Being Mortal: Medicine and What Matters in the End

Peg got to fulfill her dying role. She got to do so right up to three days before the end, when she fell into delirium and passed in and out of consciousness.

 

My final remembrance of her is from near the end of her last recital. She’d taken Hunter away from the crowd and given her a book of music she wanted her to keep. Then she put her arm around her shoulder.

 

“You’re special,” she whispered to her. It was something she never wanted Hunter to forget.

 

*

 

EVENTUALLY, THE TIME came for my father’s story to end, as well. For all our preparations and all I thought I had learned, we weren’t ready for it, though. Ever since he’d gotten on hospice in the early spring, he’d arrived at what seemed like a new, imperfect, but manageable steady state.

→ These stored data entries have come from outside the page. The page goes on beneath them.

//! JSON file catalog, a local stand-in for the hosted product backend.

use std::path::{Path, PathBuf};

use anyhow::{Context as _, Result};
use async_trait::async_trait;
use storefront_commerce::catalog::{
    CatalogProvider, InMemoryCatalog, PriceUnit, Product, ProductDraft, ProductRecord,
};
use storefront_commerce::{CommerceError, Currency, ProductId};

/// Products read from a JSON array of backend records.
///
/// Every successful write rewrites the whole file.
pub struct FileCatalog {
    path: PathBuf,
    unit: PriceUnit,
    inner: InMemoryCatalog,
}

impl FileCatalog {
    /// Open `path`. A missing file is an empty catalog.
    pub fn open(path: &Path, unit: PriceUnit, currency: Currency) -> Result<Self> {
        let products = if path.exists() {
            let content = std::fs::read_to_string(path)
                .with_context(|| format!("Failed to read catalog: {}", path.display()))?;
            let records: Vec<ProductRecord> = serde_json::from_str(&content)
                .with_context(|| format!("Failed to parse catalog: {}", path.display()))?;
            records
                .into_iter()
                .map(|r| {
                    let id = r.id.clone();
                    r.into_product(unit, currency)
                        .with_context(|| format!("Invalid product record '{}'", id))
                })
                .collect::<Result<Vec<_>>>()?
        } else {
            Vec::new()
        };

        Ok(Self {
            path: path.to_path_buf(),
            unit,
            inner: InMemoryCatalog::from_products(products, currency)?,
        })
    }

    fn persist(&self) -> Result<(), CommerceError> {
        let records: Vec<ProductRecord> = self
            .inner
            .snapshot()
            .iter()
            .map(|p| ProductRecord::from_product(p, self.unit))
            .collect();
        let content = serde_json::to_string_pretty(&records)?;
        std::fs::write(&self.path, content).map_err(|e| {
            CommerceError::Serialization(format!("{}: {}", self.path.display(), e))
        })?;
        tracing::debug!(path = %self.path.display(), products = records.len(), "catalog saved");
        Ok(())
    }
}

#[async_trait]
impl CatalogProvider for FileCatalog {
    async fn get(&self, id: &ProductId) -> Result<Product, CommerceError> {
        self.inner.get(id).await
    }

    async fn list(&self) -> Result<Vec<Product>, CommerceError> {
        self.inner.list().await
    }

    async fn insert(&self, draft: ProductDraft) -> Result<Product, CommerceError> {
        let product = self.inner.insert(draft).await?;
        self.persist()?;
        Ok(product)
    }

    async fn update(&self, id: &ProductId, draft: ProductDraft) -> Result<Product, CommerceError> {
        let product = self.inner.update(id, draft).await?;
        self.persist()?;
        Ok(product)
    }

    async fn delete(&self, id: &ProductId) -> Result<Product, CommerceError> {
        let product = self.inner.delete(id).await?;
        self.persist()?;
        Ok(product)
    }
}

Between my mother, the various helpers she had arranged, and his own steel will, he’d been able to string together weeks of good days.

 

Each had its sufferings and humiliations, to be sure. He needed daily enemas. He soiled the bed. The pain medications made his head feel “fuzzy,” “foggy,” “heavy,” he said, and he disliked that intensely. He did not want to be sedated; he wanted to be able to see people and communicate. Pain, however, was far worse. If he lightened up on the dose of his medications, he experienced severe headaches and a lancing pain that shot up and down his neck and back. When he was in the grip of it, the pain became his entire world. He tinkered constantly with his doses, trying to find the combination that would let him feel neither pain nor fogginess—feel normal, like the person he’d been before his body began failing him. But no matter what the drug or dose, normal was out of reach.

 

Good enough, however, could be found. Through the spring and early summer, he still had dinner parties at which he’d preside from the head of the table. He made plans for a new building at the college in India. He sent out a dozen e-mails a day, despite the difficulty controlling his weakened hands. He and my mother watched a movie together almost every night and cheered on Novak Djokovic through his two-week run to victory at Wimbledon. My sister brought home her new boyfriend, whom she felt might be “the one”—they did in fact eventually marry—and my father was bowled over with happiness for her. Each day, he found moments worth living for. And as the weeks stretched into months, it seemed like he could continue this way a long time.

 

In retrospect, there were signs that he couldn’t. His weight continued to drop. The doses of pain medication he required were increasing. During the first couple days of August, I received a series of garbled e-mails. “Dear Atuli whohirnd li9ke Sude,” began one. The last one said:

 

Dear Atul

 

sorry for scrambeled letth ter. i having problems.

 

-With love

 

Dad—

 

On the phone, he spoke more slowly, with long pauses between sentences. He explained that he sometimes felt confused and was having trouble communicating. His e-mails were not making sense to him, he said, although he thought they did when he first wrote them. His world was closing in.

 

Then on Saturday, August 6, at 8:00 a.m., my mother called, frightened. “He’s not waking up,” she said. He was breathing, but she couldn’t rouse him. It was the medication, we thought. The night before he’d insisted on taking a whole tablet of buprenorphine, a narcotic pill, instead of a half pill like he’d been taking, my mother explained. She’d argued with him, but he’d become angry. He wanted no pain, he said. Now he wasn’t waking up. In doctor mode, she noted his pinpoint pupils, a sign of a narcotic overdose. We decided to wait it out and let the medication wear off.

 

Three hours later, she phoned again. She had called an ambulance, not the hospice agency. “He was turning blue, Atul.” She was in the hospital emergency room. “His blood pressure is fifty. He’s still not waking up. His oxygen is low.” The medical staff gave him naloxone, a narcotic-reversal agent, and if he had overdosed, that should have woken him. But he remained unresponsive. A stat chest X-ray showed pneumonia in his right lung. They gave him a face mask with 100 percent oxygen, antibiotics, and fluids. But his oxygen level would not come up above 70 percent, an unsurvivable level. Now, my mother said, they were asking whether they should intubate him, put him on drips to support his blood pressure, and move him to the ICU. She didn’t know what to do.